## Problem to work on
Return the whole of the data exactly.
**********
//! Command-line interface for the Connect Four engine.
//! This module is not part of the public library API.

pub mod args;
pub mod commands;
pub mod input;

pub use args::ConnectFour;
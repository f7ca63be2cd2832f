//! Column selection for the computer player.
//!
//! Every decision first rolls against the profile's random-move chance, which
//! keeps the easier tiers beatable. Otherwise the profile's strategy picks the
//! column: a one-ply greedy check for the easier tiers and a full alpha-beta
//! search for the hard tier. If the strategy comes back empty-handed the AI
//! falls back to a random legal column.

pub mod difficulty;
pub mod greedy;
pub mod random;

use log::{debug, warn};
use rand::Rng;
use thiserror::Error;

use crate::alpha_beta_searcher::{SearchContext, DEFAULT_TT_CAPACITY};
use crate::board::{Board, Player};
use crate::connect_four_search::search_best_column;

pub use difficulty::{Difficulty, DifficultyError, DifficultyProfile, Strategy};
pub use greedy::greedy_column;
pub use random::random_column;

#[derive(Error, Debug, Clone, PartialEq, Eq)]
pub enum AiError {
    #[error("no legal move: the board is full")]
    NoLegalMove,
}

/// A computer player: a difficulty profile plus the search context (and
/// transposition table) reused across its decisions.
pub struct AiPlayer {
    profile: DifficultyProfile,
    search_context: SearchContext,
}

impl AiPlayer {
    pub fn new(profile: DifficultyProfile) -> Self {
        Self::with_cache_capacity(profile, DEFAULT_TT_CAPACITY)
    }

    /// A capacity of zero turns the transposition table off.
    pub fn with_cache_capacity(profile: DifficultyProfile, cache_capacity: usize) -> Self {
        let search_context =
            SearchContext::with_tt_capacity(profile.look_ahead_depth(), cache_capacity);
        Self {
            profile,
            search_context,
        }
    }

    pub fn profile(&self) -> &DifficultyProfile {
        &self.profile
    }

    pub fn set_profile(&mut self, profile: DifficultyProfile) {
        self.search_context
            .set_search_depth(profile.look_ahead_depth());
        self.profile = profile;
    }

    pub fn search_context(&self) -> &SearchContext {
        &self.search_context
    }

    /// Chooses a column for `ai_player` using the thread-local RNG.
    pub fn select_move(&mut self, board: &Board, ai_player: Player) -> Result<usize, AiError> {
        self.select_move_with_rng(board, ai_player, &mut rand::thread_rng())
    }

    /// Chooses a column for `ai_player`. Deterministic for a seeded `rng`.
    pub fn select_move_with_rng<R: Rng + ?Sized>(
        &mut self,
        board: &Board,
        ai_player: Player,
        rng: &mut R,
    ) -> Result<usize, AiError> {
        self.search_context.reset_stats();

        if board.legal_columns().is_empty() {
            return Err(AiError::NoLegalMove);
        }

        let roll: f64 = rng.gen();
        if roll < self.profile.random_move_chance() {
            let col = random_column(board, rng).ok_or(AiError::NoLegalMove)?;
            debug!(
                "{}: random move in column {} (rolled {:.3})",
                self.profile.name(),
                col,
                roll
            );
            return Ok(col);
        }

        debug!(
            "{}: choosing a {} move for {}",
            self.profile.name(),
            self.profile.strategy(),
            ai_player
        );
        let strategic = match self.profile.strategy() {
            Strategy::Greedy => greedy_column(board, ai_player),
            Strategy::Minimax => self.minimax_column(board, ai_player),
        };

        match strategic {
            Some(col) => Ok(col),
            None => {
                warn!(
                    "{}: no strategic column found, playing randomly",
                    self.profile.name()
                );
                random_column(board, rng).ok_or(AiError::NoLegalMove)
            }
        }
    }

    fn minimax_column(&mut self, board: &Board, ai_player: Player) -> Option<usize> {
        self.search_context
            .set_search_depth(self.profile.look_ahead_depth());

        match search_best_column(&mut self.search_context, board, ai_player) {
            Ok(col) => Some(col),
            Err(error) => {
                warn!("{}: search failed: {}", self.profile.name(), error);
                None
            }
        }
    }
}

/// One-off decision with a call-scoped cache.
pub fn select_move(
    board: &Board,
    ai_player: Player,
    profile: &DifficultyProfile,
) -> Result<usize, AiError> {
    AiPlayer::new(profile.clone()).select_move(board, ai_player)
}
//! One-ply heuristic play used by the easier difficulty tiers.

use log::debug;

use crate::board::{Board, Player, CENTER_FIRST_ORDER};

/// Returns a column that completes four in a row for `ai_player`, else one
/// that stops the opponent from completing theirs, else the most central
/// playable column. Candidates are always tried in center-first order.
pub fn greedy_column(board: &Board, ai_player: Player) -> Option<usize> {
    if let Some(col) = winning_drop(board, ai_player) {
        debug!("greedy: winning in column {}", col);
        return Some(col);
    }

    if let Some(col) = winning_drop(board, ai_player.opposite()) {
        debug!("greedy: blocking column {}", col);
        return Some(col);
    }

    CENTER_FIRST_ORDER
        .into_iter()
        .find(|&col| board.is_column_playable(col))
}

/// First column, in center-first order, where dropping a piece for `player`
/// would win immediately.
pub fn winning_drop(board: &Board, player: Player) -> Option<usize> {
    CENTER_FIRST_ORDER.into_iter().find(|&col| {
        board
            .lowest_empty_row(col)
            .map_or(false, |row| board.has_win_at(row, col, player))
    })
}

#[cfg(test)]
mod tests {
    use super::*;
    use crate::connect_four_position;

    #[test]
    fn test_takes_the_win() {
        let board = connect_four_position! {
            .......
            .......
            .......
            O......
            O......
            O.XX...
        };

        assert_eq!(Some(0), greedy_column(&board, Player::Two));
    }

    #[test]
    fn test_prefers_winning_over_blocking() {
        let board = connect_four_position! {
            .......
            .......
            .......
            ......O
            ......O
            XXX...O
        };

        assert_eq!(Some(6), greedy_column(&board, Player::Two));
        assert_eq!(Some(3), greedy_column(&board, Player::One));
    }

    #[test]
    fn test_blocks_the_opponent() {
        let board = connect_four_position! {
            .......
            .......
            .......
            .......
            OO.....
            XXX....
        };

        assert_eq!(Some(3), greedy_column(&board, Player::Two));
    }

    #[test]
    fn test_wins_are_searched_center_first() {
        // Player two can win in column 1 (vertical) and column 6 (horizontal).
        let board = connect_four_position! {
            .......
            .......
            .......
            .O.....
            .O.....
            XOXOOO.
        };

        assert_eq!(None, winning_drop(&board, Player::One));
        assert_eq!(Some(1), winning_drop(&board, Player::Two));
    }

    #[test]
    fn test_falls_back_to_the_center() {
        assert_eq!(Some(3), greedy_column(&Board::new(), Player::One));

        let board = connect_four_position! {
            ...O...
            ...X...
            ...O...
            ...X...
            ...O...
            ...X...
        };
        assert_eq!(Some(2), greedy_column(&board, Player::One));
    }

    #[test]
    fn test_full_board_has_no_column() {
        let board: Board = "XXOOXXO/OOXXOOX/XXOOXXO/OOXXOOX/XXOOXXO/OOXXOOX"
            .parse()
            .unwrap();
        assert_eq!(None, greedy_column(&board, Player::One));
    }
}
**********
## Response for this exercise
//! Command-line interface for the Connect Four engine.
//! This module is not part of the public library API.

pub mod args;
pub mod commands;
pub mod input;

pub use args::ConnectFour;
repository f7ca63be2cd2832f
//! Column selection for the computer player.
//!
//! Every decision first rolls against the profile's random-move chance, which
//! keeps the easier tiers beatable. Otherwise the profile's strategy picks the
//! column: a one-ply greedy check for the easier tiers and a full alpha-beta
//! search for the hard tier. If the strategy comes back empty-handed the AI
//! falls back to a random legal column.

pub mod difficulty;
pub mod greedy;
pub mod random;

use log::{debug, warn};
use rand::Rng;
use thiserror::Error;

use crate::alpha_beta_searcher::{SearchContext, DEFAULT_TT_CAPACITY};
use crate::board::{Board, Player};
use crate::connect_four_search::search_best_column;

pub use difficulty::{Difficulty, DifficultyError, DifficultyProfile, Strategy};
pub use greedy::greedy_column;
pub use random::random_column;

#[derive(Error, Debug, Clone, PartialEq, Eq)]
pub enum AiError {
    #[error("no legal move: the board is full")]
    NoLegalMove,
}

/// A computer player: a difficulty profile plus the search context (and
/// transposition table) reused across its decisions.
pub struct AiPlayer {
    profile: DifficultyProfile,
    search_context: SearchContext,
}

impl AiPlayer {
    pub fn new(profile: DifficultyProfile) -> Self {
        Self::with_cache_capacity(profile, DEFAULT_TT_CAPACITY)
    }

    /// A capacity of zero turns the transposition table off.
    pub fn with_cache_capacity(profile: DifficultyProfile, cache_capacity: usize) -> Self {
        let search_context =
            SearchContext::with_tt_capacity(profile.look_ahead_depth(), cache_capacity);
        Self {
            profile,
            search_context,
        }
    }

    pub fn profile(&self) -> &DifficultyProfile {
        &self.profile
    }

    pub fn set_profile(&mut self, profile: DifficultyProfile) {
        self.search_context
            .set_search_depth(profile.look_ahead_depth());
        self.profile = profile;
    }

    pub fn search_context(&self) -> &SearchContext {
        &self.search_context
    }

    /// Chooses a column for `ai_player` using the thread-local RNG.
    pub fn select_move(&mut self, board: &Board, ai_player: Player) -> Result<usize, AiError> {
        self.select_move_with_rng(board, ai_player, &mut rand::thread_rng())
    }

    /// Chooses a column for `ai_player`. Deterministic for a seeded `rng`.
    pub fn select_move_with_rng<R: Rng + ?Sized>(
        &mut self,
        board: &Board,
        ai_player: Player,
        rng: &mut R,
    ) -> Result<usize, AiError> {
        self.search_context.reset_stats();

        if board.legal_columns().is_empty() {
            return Err(AiError::NoLegalMove);
        }

        let roll: f64 = rng.gen();
        if roll < self.profile.random_move_chance() {
            let col = random_column(board, rng).ok_or(AiError::NoLegalMove)?;
            debug!(
                "{}: random move in column {} (rolled {:.3})",
                self.profile.name(),
                col,
                roll
            );
            return Ok(col);
        }

        debug!(
            "{}: choosing a {} move for {}",
            self.profile.name(),
            self.profile.strategy(),
            ai_player
        );
        let strategic = match self.profile.strategy() {
            Strategy::Greedy => greedy_column(board, ai_player),
            Strategy::Minimax => self.minimax_column(board, ai_player),
        };

        match strategic {
            Some(col) => Ok(col),
            None => {
                warn!(
                    "{}: no strategic column found, playing randomly",
                    self.profile.name()
                );
                random_column(board, rng).ok_or(AiError::NoLegalMove)
            }
        }
    }

    fn minimax_column(&mut self, board: &Board, ai_player: Player) -> Option<usize> {
        self.search_context
            .set_search_depth(self.profile.look_ahead_depth());

        match search_best_column(&mut self.search_context, board, ai_player) {
            Ok(col) => Some(col),
            Err(error) => {
                warn!("{}: search failed: {}", self.profile.name(), error);
                None
            }
        }
    }
}

/// One-off decision with a call-scoped cache.
pub fn select_move(
    board: &Board,
    ai_player: Player,
    profile: &DifficultyProfile,
) -> Result<usize, AiError> {
    AiPlayer::new(profile.clone()).select_move(board, ai_player)
}
//! One-ply heuristic play used by the easier difficulty tiers.

use log::debug;

use crate::board::{Board, Player, CENTER_FIRST_ORDER};

/// Returns a column that completes four in a row for `ai_player`, else one
/// that stops the opponent from completing theirs, else the most central
/// playable column. Candidates are always tried in center-first order.
pub fn greedy_column(board: &Board, ai_player: Player) -> Option<usize> {
    if let Some(col) = winning_drop(board, ai_player) {
        debug!("greedy: winning in column {}", col);
        return Some(col);
    }

    if let Some(col) = winning_drop(board, ai_player.opposite()) {
        debug!("greedy: blocking column {}", col);
        return Some(col);
    }

    CENTER_FIRST_ORDER
        .into_iter()
        .find(|&col| board.is_column_playable(col))
}

/// First column, in center-first order, where dropping a piece for `player`
/// would win immediately.
pub fn winning_drop(board: &Board, player: Player) -> Option<usize> {
    CENTER_FIRST_ORDER.into_iter().find(|&col| {
        board
            .lowest_empty_row(col)
            .map_or(false, |row| board.has_win_at(row, col, player))
    })
}

#[cfg(test)]
mod tests {
    use super::*;
    use crate::connect_four_position;

    #[test]
    fn test_takes_the_win() {
        let board = connect_four_position! {
            .......
            .......
            .......
            O......
            O......
            O.XX...
        };

        assert_eq!(Some(0), greedy_column(&board, Player::Two));
    }

    #[test]
    fn test_prefers_winning_over_blocking() {
        let board = connect_four_position! {
            .......
            .......
            .......
            ......O
            ......O
            XXX...O
        };

        assert_eq!(Some(6), greedy_column(&board, Player::Two));
        assert_eq!(Some(3), greedy_column(&board, Player::One));
    }

    #[test]
    fn test_blocks_the_opponent() {
        let board = connect_four_position! {
            .......
            .......
            .......
            .......
            OO.....
            XXX....
        };

        assert_eq!(Some(3), greedy_column(&board, Player::Two));
    }

    #[test]
    fn test_wins_are_searched_center_first() {
        // Player two can win in column 1 (vertical) and column 6 (horizontal).
        let board = connect_four_position! {
            .......
            .......
            .......
            .O.....
            .O.....
            XOXOOO.
        };

        assert_eq!(None, winning_drop(&board, Player::One));
        assert_eq!(Some(1), winning_drop(&board, Player::Two));
    }

    #[test]
    fn test_falls_back_to_the_center() {
        assert_eq!(Some(3), greedy_column(&Board::new(), Player::One));

        let board = connect_four_position! {
            ...O...
            ...X...
            ...O...
            ...X...
            ...O...
            ...X...
        };
        assert_eq!(Some(2), greedy_column(&board, Player::One));
    }

    #[test]
    fn test_full_board_has_no_column() {
        let board: Board = "XXOOXXO/OOXXOOX/XXOOXXO/OOXXOOX/XXOOXXO/OOXXOOX"
            .parse()
            .unwrap();
        assert_eq!(None, greedy_column(&board, Player::One));
    }
}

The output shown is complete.